• Exercise goal
Look through the records that follow. Copy every line containing the word "Duration".

• Information given
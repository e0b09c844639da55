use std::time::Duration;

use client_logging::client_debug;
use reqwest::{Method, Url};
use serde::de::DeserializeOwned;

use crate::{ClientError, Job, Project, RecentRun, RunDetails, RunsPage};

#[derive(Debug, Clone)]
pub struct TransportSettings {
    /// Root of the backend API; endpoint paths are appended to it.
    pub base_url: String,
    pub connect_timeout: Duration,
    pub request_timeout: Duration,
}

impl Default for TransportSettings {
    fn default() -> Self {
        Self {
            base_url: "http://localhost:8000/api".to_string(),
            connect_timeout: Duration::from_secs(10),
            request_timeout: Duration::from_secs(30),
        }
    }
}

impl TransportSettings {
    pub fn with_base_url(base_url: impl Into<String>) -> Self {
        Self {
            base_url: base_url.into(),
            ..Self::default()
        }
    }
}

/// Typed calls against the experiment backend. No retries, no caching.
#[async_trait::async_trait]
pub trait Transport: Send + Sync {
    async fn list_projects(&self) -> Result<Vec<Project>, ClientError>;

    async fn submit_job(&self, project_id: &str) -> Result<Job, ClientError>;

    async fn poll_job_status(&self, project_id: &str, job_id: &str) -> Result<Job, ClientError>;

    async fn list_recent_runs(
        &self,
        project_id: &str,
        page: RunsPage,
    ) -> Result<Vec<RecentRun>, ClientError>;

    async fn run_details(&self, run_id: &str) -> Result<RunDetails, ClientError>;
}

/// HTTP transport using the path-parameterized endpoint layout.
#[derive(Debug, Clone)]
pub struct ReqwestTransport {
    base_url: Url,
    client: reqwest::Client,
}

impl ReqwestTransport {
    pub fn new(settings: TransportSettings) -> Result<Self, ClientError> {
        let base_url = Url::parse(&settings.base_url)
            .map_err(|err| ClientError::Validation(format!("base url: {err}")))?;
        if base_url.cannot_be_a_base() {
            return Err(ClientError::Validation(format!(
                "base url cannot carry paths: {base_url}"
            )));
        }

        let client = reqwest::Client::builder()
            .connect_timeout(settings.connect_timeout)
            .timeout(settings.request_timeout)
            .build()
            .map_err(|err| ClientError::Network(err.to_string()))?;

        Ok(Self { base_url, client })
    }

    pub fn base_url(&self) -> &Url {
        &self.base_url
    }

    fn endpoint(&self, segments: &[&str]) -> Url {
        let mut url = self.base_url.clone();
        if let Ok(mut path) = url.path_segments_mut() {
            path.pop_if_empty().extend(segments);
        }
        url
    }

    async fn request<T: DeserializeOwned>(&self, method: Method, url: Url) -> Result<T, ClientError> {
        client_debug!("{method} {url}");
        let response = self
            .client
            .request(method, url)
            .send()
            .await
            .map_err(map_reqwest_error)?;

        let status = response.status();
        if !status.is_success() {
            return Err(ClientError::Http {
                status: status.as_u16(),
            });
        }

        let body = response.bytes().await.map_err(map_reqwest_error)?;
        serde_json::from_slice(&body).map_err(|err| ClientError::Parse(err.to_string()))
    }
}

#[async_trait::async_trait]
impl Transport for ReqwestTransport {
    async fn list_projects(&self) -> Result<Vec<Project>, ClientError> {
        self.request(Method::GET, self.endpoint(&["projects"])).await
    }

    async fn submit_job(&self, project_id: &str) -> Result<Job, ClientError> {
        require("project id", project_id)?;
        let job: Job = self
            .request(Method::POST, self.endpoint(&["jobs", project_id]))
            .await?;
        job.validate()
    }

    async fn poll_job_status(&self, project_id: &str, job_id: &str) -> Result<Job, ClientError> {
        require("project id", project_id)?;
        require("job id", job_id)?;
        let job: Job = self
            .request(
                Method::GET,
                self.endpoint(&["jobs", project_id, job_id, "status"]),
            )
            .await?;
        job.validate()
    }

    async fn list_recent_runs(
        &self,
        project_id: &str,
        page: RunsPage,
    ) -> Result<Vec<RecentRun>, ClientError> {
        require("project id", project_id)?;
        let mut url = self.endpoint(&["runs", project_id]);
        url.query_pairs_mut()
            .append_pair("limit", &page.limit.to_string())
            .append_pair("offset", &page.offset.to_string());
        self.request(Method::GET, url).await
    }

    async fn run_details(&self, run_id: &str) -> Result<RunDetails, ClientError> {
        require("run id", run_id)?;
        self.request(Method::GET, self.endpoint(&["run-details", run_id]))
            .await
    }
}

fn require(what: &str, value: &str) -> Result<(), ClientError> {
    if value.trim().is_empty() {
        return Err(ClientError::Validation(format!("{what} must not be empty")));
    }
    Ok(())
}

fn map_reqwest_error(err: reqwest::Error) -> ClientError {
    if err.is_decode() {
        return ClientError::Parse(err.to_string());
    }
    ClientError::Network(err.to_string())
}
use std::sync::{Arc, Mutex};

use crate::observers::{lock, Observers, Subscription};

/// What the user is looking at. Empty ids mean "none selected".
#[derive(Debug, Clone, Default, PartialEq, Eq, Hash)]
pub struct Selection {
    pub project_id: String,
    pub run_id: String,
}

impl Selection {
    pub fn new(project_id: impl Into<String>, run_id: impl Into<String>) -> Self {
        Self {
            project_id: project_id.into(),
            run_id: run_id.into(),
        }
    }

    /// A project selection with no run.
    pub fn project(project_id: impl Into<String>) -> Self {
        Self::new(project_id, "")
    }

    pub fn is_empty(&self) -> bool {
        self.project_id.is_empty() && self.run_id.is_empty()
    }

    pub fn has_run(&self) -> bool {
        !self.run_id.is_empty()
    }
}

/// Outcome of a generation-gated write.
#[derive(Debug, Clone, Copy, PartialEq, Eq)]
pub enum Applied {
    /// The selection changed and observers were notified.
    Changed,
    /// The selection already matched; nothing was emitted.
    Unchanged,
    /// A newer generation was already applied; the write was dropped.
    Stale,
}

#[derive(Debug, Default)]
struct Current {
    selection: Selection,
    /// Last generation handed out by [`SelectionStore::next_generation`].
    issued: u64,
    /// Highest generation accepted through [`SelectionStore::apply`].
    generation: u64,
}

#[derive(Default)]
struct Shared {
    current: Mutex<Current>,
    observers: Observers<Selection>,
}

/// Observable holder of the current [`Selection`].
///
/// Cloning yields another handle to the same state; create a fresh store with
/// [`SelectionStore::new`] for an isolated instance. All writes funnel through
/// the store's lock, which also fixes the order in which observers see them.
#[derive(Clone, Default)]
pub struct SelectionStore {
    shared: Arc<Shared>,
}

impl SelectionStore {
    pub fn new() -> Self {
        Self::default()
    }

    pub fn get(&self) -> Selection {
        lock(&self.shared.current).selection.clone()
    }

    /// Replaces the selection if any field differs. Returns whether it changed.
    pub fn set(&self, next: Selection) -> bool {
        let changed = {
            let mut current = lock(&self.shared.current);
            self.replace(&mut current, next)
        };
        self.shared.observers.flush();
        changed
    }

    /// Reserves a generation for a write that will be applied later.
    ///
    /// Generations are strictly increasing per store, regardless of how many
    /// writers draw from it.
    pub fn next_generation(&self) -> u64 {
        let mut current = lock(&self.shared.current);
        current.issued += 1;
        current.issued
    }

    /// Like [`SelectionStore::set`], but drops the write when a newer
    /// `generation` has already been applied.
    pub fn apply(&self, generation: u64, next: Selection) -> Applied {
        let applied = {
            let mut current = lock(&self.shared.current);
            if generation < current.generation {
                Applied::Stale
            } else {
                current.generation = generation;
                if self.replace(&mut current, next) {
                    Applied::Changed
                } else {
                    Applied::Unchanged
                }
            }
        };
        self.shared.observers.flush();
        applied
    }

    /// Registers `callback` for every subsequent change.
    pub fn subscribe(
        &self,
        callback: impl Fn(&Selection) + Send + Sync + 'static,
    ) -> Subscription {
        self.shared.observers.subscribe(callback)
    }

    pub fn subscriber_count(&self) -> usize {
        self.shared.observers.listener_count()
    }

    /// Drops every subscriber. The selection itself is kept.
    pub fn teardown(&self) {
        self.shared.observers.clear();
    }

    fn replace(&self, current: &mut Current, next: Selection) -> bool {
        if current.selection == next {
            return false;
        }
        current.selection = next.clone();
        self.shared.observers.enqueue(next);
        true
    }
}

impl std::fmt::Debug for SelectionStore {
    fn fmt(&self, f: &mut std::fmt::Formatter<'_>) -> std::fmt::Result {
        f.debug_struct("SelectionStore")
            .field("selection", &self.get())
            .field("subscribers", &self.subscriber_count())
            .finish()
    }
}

• Result for this exercise
use std::time::Duration;
    pub connect_timeout: Duration,
    pub request_timeout: Duration,
            connect_timeout: Duration::from_secs(10),
            request_timeout: Duration::from_secs(30),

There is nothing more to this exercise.